Question

Find the value of ${}^{\prime }{K}^{\prime }$ if $Q.E$
$(2k+1)x^2+2(k+3)x+(k+5)=0$ has equal roots

Answer 1

We have the given equation

$\left(2k+1\right)x^2+2\left(k+3\right)x+\left(k+5\right)=0$

using the formula of $b^2-4ac=0$ we get

$[2\left(k+3\right)x{]}^2-4\times \left(2k+1\right)\left(k+5\right)=0$ [On putting the value of $a,bandc$ from the above given equation]
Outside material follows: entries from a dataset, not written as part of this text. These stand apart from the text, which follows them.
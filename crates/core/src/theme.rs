//! Light/dark theme preference.

use crate::constants::THEME_KEY;
use crate::error::PreferenceResult;
use crate::preferences::PreferenceStore;

#[derive(Clone, Copy, Debug, Default, PartialEq, Eq)]
pub enum Theme {
    #[default]
    Light,
    Dark,
}

impl Theme {
    /// Interpret a stored preference. Only `"dark"` selects the dark theme.
    pub fn from_stored(value: Option<&str>) -> Self {
        match value {
            Some("dark") => Theme::Dark,
            _ => Theme::Light,
        }
    }

    pub fn as_str(self) -> &'static str {
        match self {
            Theme::Light => "light",
            Theme::Dark => "dark",
        }
    }

    pub fn toggled(self) -> Self {
        match self {
            Theme::Light => Theme::Dark,
            Theme::Dark => Theme::Light,
        }
    }

    /// Class applied to `<body>`, if any.
    pub fn body_class(self) -> Option<&'static str> {
        match self {
            Theme::Light => None,
            Theme::Dark => Some("dark"),
        }
    }
}

impl std::fmt::Display for Theme {
    fn fmt(&self, f: &mut std::fmt::Formatter<'_>) -> std::fmt::Result {
        f.write_str(self.as_str())
    }
}

/// The theme toggle control together with the store it persists to.
#[derive(Debug)]
pub struct ThemeToggle<S> {
    store: S,
    applied: Theme,
}

impl<S: PreferenceStore> ThemeToggle<S> {
    /// Read the stored preference once and apply it.
    ///
    /// An unreadable store is logged and treated as "no preference".
    pub fn init(store: S) -> Self {
        let stored = match store.get(THEME_KEY) {
            Ok(value) => value,
            Err(e) => {
                tracing::warn!("ignoring unreadable theme preference: {}", e);
                None
            }
        };
        let applied = Theme::from_stored(stored.as_deref());
        tracing::debug!("applied {} theme", applied);
        Self { store, applied }
    }

    pub fn applied(&self) -> Theme {
        self.applied
    }

    /// Flip the applied theme and persist it.
    ///
    /// The flip takes effect even when persisting fails; the error is returned so the caller
    /// can report it.
    pub fn toggle(&mut self) -> PreferenceResult<Theme> {
        self.applied = self.applied.toggled();
        self.store.set(THEME_KEY, self.applied.as_str())?;
        tracing::info!("theme set to {}", self.applied);
        Ok(self.applied)
    }

    pub fn store(&self) -> &S {
        &self.store
    }
}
$4\left(k+3\right)x^2-\left(2k+1\right)\left(k+5\right)=0$

$k^2+9+6k-\left(2k^2+10k+k+5\right)=0$

$k^2+9+6k-2k^2-11k-5=0$

$-k^2-5k+4=0$

$k^2+5k-4=0$ [multiply both side by the sign $-ve$ ]

Now again use the formula of $b^2-4ac=0$ we get

$k=\frac{-5\pm \sqrt{5^2+4\times 1\times 4}}{2\times 1}$

$=\frac{-5\pm \sqrt{25+16}}{2}$

$=\frac{-5\pm \sqrt{41}}{2}$

Which is the required answer